→ **REQUIRED WORK**: When you reach the line with "if let Some(helm)" in the listing below, transcribe it and each line after it up to and including the line with "std::fs::write(&args.output, &result.output)?;", exactly and with nothing else.

++++++++++

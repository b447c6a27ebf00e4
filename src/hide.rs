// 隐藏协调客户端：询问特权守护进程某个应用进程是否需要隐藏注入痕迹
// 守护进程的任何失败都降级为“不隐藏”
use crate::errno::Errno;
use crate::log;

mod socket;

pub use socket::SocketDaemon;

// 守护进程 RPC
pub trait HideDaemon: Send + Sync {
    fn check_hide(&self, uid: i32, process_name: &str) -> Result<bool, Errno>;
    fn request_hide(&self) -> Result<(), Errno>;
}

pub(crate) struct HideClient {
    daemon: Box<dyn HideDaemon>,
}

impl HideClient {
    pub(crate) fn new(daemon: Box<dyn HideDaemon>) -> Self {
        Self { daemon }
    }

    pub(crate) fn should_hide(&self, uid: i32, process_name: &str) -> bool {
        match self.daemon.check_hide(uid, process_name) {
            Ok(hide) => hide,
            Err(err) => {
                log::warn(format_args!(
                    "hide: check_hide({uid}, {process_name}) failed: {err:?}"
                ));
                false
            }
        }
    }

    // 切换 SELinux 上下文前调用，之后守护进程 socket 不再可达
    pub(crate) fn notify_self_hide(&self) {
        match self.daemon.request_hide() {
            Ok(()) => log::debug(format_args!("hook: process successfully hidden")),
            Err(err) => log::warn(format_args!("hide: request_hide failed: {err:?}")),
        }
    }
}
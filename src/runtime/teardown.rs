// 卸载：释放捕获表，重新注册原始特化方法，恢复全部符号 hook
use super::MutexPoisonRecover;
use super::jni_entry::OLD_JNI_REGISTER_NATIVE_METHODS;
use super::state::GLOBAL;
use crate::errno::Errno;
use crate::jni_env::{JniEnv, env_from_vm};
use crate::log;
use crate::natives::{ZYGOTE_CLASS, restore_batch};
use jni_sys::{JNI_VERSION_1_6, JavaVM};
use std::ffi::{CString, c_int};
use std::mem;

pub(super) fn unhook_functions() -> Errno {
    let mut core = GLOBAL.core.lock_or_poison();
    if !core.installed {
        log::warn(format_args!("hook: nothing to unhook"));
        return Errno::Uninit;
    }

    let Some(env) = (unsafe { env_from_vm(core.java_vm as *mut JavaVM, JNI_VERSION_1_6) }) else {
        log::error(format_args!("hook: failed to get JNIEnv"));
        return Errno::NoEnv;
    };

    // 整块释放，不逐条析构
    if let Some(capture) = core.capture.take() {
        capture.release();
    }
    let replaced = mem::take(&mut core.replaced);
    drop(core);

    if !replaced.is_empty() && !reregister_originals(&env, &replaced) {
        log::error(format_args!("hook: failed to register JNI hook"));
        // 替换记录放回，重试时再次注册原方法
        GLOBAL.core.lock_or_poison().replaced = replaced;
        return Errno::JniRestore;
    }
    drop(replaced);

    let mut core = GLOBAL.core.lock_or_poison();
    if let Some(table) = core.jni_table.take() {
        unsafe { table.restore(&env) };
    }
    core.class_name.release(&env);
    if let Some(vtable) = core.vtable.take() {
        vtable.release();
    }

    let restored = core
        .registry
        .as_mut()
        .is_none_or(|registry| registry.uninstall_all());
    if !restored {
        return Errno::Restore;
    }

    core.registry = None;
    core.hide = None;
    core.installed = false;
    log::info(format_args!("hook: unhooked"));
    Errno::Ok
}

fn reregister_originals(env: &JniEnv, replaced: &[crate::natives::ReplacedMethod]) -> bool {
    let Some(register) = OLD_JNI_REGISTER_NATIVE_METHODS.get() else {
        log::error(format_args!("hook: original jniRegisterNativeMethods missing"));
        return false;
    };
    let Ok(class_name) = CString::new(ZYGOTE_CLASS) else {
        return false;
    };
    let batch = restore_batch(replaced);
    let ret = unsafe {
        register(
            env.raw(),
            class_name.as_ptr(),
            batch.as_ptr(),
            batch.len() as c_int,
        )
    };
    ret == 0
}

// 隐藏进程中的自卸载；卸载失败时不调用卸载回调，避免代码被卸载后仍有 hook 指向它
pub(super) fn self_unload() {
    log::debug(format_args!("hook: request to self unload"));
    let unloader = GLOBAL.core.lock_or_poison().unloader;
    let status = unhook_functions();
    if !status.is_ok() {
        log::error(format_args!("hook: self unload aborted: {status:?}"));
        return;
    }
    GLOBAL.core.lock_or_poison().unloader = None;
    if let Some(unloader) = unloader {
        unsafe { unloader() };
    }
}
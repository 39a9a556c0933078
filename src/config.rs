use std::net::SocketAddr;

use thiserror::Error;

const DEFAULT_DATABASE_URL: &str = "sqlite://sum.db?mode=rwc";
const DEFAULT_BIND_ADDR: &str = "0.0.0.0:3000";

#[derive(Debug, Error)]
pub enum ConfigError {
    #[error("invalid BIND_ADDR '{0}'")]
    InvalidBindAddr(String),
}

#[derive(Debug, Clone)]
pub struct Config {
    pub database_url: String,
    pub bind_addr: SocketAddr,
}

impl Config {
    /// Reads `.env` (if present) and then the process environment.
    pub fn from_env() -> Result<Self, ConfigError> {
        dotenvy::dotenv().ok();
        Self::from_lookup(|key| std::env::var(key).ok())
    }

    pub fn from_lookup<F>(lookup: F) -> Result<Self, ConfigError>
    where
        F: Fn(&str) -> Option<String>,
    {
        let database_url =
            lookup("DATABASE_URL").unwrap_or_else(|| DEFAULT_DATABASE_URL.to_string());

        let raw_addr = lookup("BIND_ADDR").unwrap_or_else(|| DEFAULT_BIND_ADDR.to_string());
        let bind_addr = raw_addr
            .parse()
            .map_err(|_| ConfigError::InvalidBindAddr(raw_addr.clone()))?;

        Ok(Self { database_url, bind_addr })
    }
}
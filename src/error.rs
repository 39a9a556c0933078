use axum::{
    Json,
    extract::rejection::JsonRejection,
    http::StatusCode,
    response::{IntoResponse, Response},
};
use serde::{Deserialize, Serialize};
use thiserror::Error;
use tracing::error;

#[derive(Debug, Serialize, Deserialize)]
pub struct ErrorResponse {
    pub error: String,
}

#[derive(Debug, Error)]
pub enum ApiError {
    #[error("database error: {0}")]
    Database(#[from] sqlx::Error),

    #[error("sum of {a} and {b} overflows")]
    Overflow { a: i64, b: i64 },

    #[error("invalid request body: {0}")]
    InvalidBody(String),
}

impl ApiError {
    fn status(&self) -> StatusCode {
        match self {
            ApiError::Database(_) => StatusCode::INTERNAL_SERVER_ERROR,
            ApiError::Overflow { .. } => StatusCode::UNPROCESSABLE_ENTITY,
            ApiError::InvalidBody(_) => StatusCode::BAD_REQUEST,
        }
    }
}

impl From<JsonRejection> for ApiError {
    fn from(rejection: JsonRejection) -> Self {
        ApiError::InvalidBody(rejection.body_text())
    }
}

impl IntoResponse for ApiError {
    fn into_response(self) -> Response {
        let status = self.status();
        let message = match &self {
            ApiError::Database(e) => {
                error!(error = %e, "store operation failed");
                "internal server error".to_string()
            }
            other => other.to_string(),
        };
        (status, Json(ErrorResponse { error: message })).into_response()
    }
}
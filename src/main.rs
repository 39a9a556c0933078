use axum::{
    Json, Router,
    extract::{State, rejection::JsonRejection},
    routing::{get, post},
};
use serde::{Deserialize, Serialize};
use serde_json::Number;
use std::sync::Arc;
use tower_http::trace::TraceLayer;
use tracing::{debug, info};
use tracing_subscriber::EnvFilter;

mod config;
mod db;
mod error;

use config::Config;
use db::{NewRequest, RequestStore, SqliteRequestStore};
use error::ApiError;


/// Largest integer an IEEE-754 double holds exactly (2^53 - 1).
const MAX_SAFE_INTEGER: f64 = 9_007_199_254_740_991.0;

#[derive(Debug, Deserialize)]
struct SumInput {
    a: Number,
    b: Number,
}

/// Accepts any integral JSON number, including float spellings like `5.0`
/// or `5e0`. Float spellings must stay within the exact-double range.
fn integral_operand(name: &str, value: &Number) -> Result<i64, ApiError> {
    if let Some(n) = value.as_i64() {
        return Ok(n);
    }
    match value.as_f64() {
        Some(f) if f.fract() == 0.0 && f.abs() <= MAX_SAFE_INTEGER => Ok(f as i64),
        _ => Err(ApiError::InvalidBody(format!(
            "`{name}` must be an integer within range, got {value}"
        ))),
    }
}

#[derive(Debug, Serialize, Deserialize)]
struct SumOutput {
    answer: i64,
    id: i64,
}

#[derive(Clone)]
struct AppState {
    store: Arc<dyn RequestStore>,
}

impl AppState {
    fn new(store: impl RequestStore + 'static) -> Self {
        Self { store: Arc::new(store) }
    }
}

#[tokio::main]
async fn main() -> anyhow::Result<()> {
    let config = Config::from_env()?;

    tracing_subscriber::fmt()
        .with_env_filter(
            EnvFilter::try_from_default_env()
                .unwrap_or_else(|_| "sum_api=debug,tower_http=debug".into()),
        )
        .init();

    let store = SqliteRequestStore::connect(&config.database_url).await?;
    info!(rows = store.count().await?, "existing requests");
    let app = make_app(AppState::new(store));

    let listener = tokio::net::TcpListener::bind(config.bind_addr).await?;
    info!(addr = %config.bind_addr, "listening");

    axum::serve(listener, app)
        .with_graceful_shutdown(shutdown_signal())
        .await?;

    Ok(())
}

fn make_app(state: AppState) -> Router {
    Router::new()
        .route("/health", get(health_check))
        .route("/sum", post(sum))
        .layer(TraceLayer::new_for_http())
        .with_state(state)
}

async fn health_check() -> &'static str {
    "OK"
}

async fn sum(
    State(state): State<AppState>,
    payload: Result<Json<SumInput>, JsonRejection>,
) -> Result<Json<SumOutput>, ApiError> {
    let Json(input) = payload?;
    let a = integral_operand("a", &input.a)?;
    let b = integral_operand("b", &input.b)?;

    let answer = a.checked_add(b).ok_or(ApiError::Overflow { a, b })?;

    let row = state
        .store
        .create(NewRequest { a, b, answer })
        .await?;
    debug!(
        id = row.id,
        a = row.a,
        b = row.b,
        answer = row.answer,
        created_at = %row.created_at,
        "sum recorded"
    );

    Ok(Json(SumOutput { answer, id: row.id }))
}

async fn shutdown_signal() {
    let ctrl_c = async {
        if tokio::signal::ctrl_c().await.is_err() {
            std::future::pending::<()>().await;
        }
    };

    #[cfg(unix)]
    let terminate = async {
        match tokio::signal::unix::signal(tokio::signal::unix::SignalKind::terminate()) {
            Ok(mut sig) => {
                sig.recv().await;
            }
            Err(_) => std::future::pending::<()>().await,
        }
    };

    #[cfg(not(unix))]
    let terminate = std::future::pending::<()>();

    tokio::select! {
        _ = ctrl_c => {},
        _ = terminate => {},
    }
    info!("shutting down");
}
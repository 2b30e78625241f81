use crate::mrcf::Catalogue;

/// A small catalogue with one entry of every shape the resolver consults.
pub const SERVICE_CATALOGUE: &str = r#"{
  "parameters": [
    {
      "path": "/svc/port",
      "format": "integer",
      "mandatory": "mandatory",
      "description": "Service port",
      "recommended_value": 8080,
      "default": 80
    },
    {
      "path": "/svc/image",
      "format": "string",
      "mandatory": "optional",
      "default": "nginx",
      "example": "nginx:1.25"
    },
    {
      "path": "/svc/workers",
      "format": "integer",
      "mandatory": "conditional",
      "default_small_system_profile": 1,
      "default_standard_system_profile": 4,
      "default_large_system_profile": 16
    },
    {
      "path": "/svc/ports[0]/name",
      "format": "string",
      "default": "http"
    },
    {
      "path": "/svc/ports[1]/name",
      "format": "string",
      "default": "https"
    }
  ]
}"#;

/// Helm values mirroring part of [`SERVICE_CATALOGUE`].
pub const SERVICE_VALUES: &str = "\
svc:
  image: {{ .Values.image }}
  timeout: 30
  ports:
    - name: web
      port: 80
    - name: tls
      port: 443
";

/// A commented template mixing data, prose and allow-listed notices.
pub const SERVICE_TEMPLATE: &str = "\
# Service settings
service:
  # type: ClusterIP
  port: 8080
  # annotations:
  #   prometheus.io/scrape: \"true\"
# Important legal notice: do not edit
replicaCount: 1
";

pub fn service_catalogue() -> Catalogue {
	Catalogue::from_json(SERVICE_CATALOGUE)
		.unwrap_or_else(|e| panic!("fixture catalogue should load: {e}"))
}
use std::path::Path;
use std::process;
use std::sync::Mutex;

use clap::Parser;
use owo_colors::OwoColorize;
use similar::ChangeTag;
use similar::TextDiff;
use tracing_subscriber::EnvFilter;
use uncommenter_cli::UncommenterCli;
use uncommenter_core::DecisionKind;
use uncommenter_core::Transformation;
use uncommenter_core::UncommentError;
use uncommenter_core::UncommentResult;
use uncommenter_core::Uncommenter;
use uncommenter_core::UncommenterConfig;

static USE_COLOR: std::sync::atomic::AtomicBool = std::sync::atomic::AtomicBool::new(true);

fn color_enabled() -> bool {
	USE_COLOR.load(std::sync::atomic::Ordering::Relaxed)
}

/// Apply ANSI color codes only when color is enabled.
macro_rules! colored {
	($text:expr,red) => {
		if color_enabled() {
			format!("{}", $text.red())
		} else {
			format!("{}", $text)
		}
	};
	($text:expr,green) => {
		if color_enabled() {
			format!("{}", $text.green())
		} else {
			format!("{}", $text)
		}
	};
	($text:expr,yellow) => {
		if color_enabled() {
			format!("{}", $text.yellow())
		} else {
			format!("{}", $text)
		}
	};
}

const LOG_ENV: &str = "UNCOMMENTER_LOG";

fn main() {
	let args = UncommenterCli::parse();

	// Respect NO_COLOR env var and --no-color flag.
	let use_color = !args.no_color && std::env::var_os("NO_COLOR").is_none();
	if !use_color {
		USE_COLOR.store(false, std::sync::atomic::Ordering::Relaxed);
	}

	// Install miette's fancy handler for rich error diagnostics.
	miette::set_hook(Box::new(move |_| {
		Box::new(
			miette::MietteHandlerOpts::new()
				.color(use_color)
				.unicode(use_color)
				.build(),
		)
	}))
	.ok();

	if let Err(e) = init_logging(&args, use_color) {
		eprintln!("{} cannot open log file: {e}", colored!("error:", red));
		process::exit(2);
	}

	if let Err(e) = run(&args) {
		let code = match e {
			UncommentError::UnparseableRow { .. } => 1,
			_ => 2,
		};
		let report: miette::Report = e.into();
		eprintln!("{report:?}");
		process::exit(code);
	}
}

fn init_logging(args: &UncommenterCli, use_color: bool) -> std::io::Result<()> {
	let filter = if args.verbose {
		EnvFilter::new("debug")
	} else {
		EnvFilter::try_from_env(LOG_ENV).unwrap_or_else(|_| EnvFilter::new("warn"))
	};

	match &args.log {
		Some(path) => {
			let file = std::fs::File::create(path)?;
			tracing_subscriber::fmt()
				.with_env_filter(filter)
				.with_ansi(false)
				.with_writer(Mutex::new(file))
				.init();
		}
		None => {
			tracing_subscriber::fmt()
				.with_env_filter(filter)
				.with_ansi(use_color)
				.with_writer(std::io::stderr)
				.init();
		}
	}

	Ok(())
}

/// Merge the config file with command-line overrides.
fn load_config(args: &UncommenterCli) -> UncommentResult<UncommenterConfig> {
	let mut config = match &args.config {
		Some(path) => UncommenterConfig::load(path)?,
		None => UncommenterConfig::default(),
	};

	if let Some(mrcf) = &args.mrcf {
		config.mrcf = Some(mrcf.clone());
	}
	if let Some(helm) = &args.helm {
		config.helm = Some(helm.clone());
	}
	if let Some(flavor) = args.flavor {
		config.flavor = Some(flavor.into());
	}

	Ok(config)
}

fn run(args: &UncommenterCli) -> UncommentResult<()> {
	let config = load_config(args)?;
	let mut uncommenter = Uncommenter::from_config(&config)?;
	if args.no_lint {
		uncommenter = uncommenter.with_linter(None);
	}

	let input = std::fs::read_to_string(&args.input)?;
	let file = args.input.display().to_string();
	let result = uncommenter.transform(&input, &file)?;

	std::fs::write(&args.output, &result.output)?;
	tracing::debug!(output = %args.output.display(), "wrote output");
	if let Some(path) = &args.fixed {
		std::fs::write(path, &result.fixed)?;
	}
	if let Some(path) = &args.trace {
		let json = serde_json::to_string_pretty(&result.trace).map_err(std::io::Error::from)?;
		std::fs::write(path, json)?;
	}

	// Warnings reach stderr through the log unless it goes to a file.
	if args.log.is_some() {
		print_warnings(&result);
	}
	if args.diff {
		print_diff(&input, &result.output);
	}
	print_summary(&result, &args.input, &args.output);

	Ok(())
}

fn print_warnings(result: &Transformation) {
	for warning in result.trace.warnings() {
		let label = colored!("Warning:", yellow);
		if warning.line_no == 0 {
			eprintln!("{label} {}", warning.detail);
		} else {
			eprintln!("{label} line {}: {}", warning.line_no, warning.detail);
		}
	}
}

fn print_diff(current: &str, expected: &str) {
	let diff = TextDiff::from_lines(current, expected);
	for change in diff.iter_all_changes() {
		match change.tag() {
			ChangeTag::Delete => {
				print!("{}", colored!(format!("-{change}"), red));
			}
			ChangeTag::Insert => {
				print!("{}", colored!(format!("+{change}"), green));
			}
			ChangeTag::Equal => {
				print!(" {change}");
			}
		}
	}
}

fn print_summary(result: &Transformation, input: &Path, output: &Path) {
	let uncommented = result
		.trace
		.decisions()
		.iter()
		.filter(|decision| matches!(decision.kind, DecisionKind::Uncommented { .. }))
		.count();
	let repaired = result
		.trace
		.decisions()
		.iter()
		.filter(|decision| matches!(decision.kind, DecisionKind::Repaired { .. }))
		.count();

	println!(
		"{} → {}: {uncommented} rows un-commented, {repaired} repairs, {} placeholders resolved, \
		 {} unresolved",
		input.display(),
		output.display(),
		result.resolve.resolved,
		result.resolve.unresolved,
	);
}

++++++++++

→ **EXERCISE ANSWER**:
	if let Some(helm) = &args.helm {
		config.helm = Some(helm.clone());
	}
	if let Some(flavor) = args.flavor {
		config.flavor = Some(flavor.into());
	}

	Ok(config)
}

fn run(args: &UncommenterCli) -> UncommentResult<()> {
	let config = load_config(args)?;
	let mut uncommenter = Uncommenter::from_config(&config)?;
	if args.no_lint {
		uncommenter = uncommenter.with_linter(None);
	}

	let input = std::fs::read_to_string(&args.input)?;
	let file = args.input.display().to_string();
	let result = uncommenter.transform(&input, &file)?;

	std::fs::write(&args.output, &result.output)?;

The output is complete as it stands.